In June 2002, the FASB issued SFAS No. 146, Accounting
for Costs Associated with Exit or Disposal Activities. SFAS No. 146 addresses the recognition, measurement, and reporting of costs associated with exit and disposal activities, including restructuring activities, which includes costs relating to
terminating a contract that is not a capital lease, costs to consolidate facilities or relocate employees, and certain termination benefits provided to employees who are involuntarily terminated. SFAS No. 146 is effective for exit or disposal
activities initiated after December 31, 2002. The Company has not completed its evaluation of the impact of the implementation of this statement on its consolidated financial position or results of operations.
Item 2.
MANAGEMENTS DISCUSSION AND ANALYSIS OF FINANCIAL CONDITION AND RESULTS
OF OPERATIONS
FORWARD LOOKING STATEMENTS
Certain of the statements contained in this Form 10-Q, including Managements Discussion and Analysis of Financial Condition and Results of Operations, are
forward-looking statements that involve a number of risks and uncertainties. In addition to the risks and uncertainties set forth in this Form 10-Q, other factors that could cause actual results to differ materially include, without limitation, the
following: general economic and business conditions and growth in the flat panel display and the gallium arsenide integrated circuit and materials industries, sales growth of the wireless handset industry, the successful introduction of our
CyberLite product, the impact of competitive products and pricing, availability of integrated circuit fabrication facilities, cost and yields associated with the production of our products, availability of interface electronic chips to run our
CyberDisplay products, loss of significant customers, acceptance of our products, continuation of strategic relationships, changes in foreign currency exchange rates, and the risk factors and cautionary statements listed from time to time in the
Companys periodic reports and registration statements filed with the Securities and Exchange Commission, including but not limited to our Annual Report on Form 10-K for the fiscal year ended December 31, 2001.
BUSINESS MATTERS
Kopin is
a leading developer and manufacturer of advanced semiconductor materials and miniature flat panel displays. We use our proprietary technology to design, manufacture and market our III-V and CyberDisplay products for use in highly demanding
commercial wireless communication and high resolution portable applications. Our products enable our customers to develop and market an improved generation of products for these target applications.

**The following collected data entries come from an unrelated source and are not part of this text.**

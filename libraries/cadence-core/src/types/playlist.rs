/// Playlist domain type
use crate::types::{PlaylistId, TrackId};
use serde::{Deserialize, Serialize};

/// Named, ordered list of track references
#[derive(Debug, Clone, PartialEq, Eq, Serialize, Deserialize)]
pub struct Playlist {
    /// Unique playlist identifier
    pub id: PlaylistId,

    /// Playlist name
    pub name: String,

    /// Track references in playlist order
    pub tracks: Vec<TrackId>,
}

impl Playlist {
    /// Create a new, empty playlist
    pub fn new(name: impl Into<String>) -> Self {
        Self {
            id: PlaylistId::generate(),
            name: name.into(),
            tracks: Vec::new(),
        }
    }
}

We have two principal components of revenues: product revenues and research and development revenues. Product revenues consist of sales of
our III-V products, principally gallium arsenide (GaAs) HBT transistor wafers, and our line of CyberDisplay products. Our GaAs HBT transistor wafers and our CyberDisplay products are used primarily in wireless handsets and camcorders,
respectively. For the nine month period ended September 28, 2002, we had product revenues of $58.7 million, or 97.3% of total revenues compared to $35.5 million, or 97.2% of total revenues for the same period in 2001.
Research and development revenues consist primarily of development contracts with agencies of the U.S. government for advanced displays.
For the nine months ended September 28, 2002, research and development revenues were $1.6 million, or 2.7% of total revenues compared to $1.0 million, or 2.8% of total revenues for the same period in 2001.
Results of Operations
Revenues. Our total revenues for the three and nine months ended September 28, 2002 were $21.9 million and $60.3 million, respectively, compared to $12.3 million and $36.5 million during the
corresponding periods in 2001. This represents an increase in total revenues of approximately $9.6 million and $23.8 million for the three and nine months ended September 28, 2002, respectively. Our product revenues were $21.2 million and $58.7
million for the three and nine months ended September 28, 2002 compared to $12.0 million and $35.5 million for the corresponding periods in 2001, increases of approximately $9.2 million and $23.2 million, respectively. For the nine months ended
September 28, 2002, III-V and CyberDisplay product sales were $27.0 million and $31.7 million, respectively, as compared to $20.2 million and $15.2 million, respectively, for the nine months ended September 29, 2001. Research and development
revenues for the three and nine months ended September 28, 2002 were $.7 million and $1.6 million compared to $.3 million and $1.0 million for the corresponding periods in 2001. For the three and nine months ended September 28, 2002, the increase in
III-V product revenues is attributable to increased demand from customers who incorporate our GaAs HBT transistor wafers into components used in wireless handsets and the increase in CyberDisplay product sales is a result of additional design wins
from new camcorder customers and increased penetration into the product lines of existing camcorder customers.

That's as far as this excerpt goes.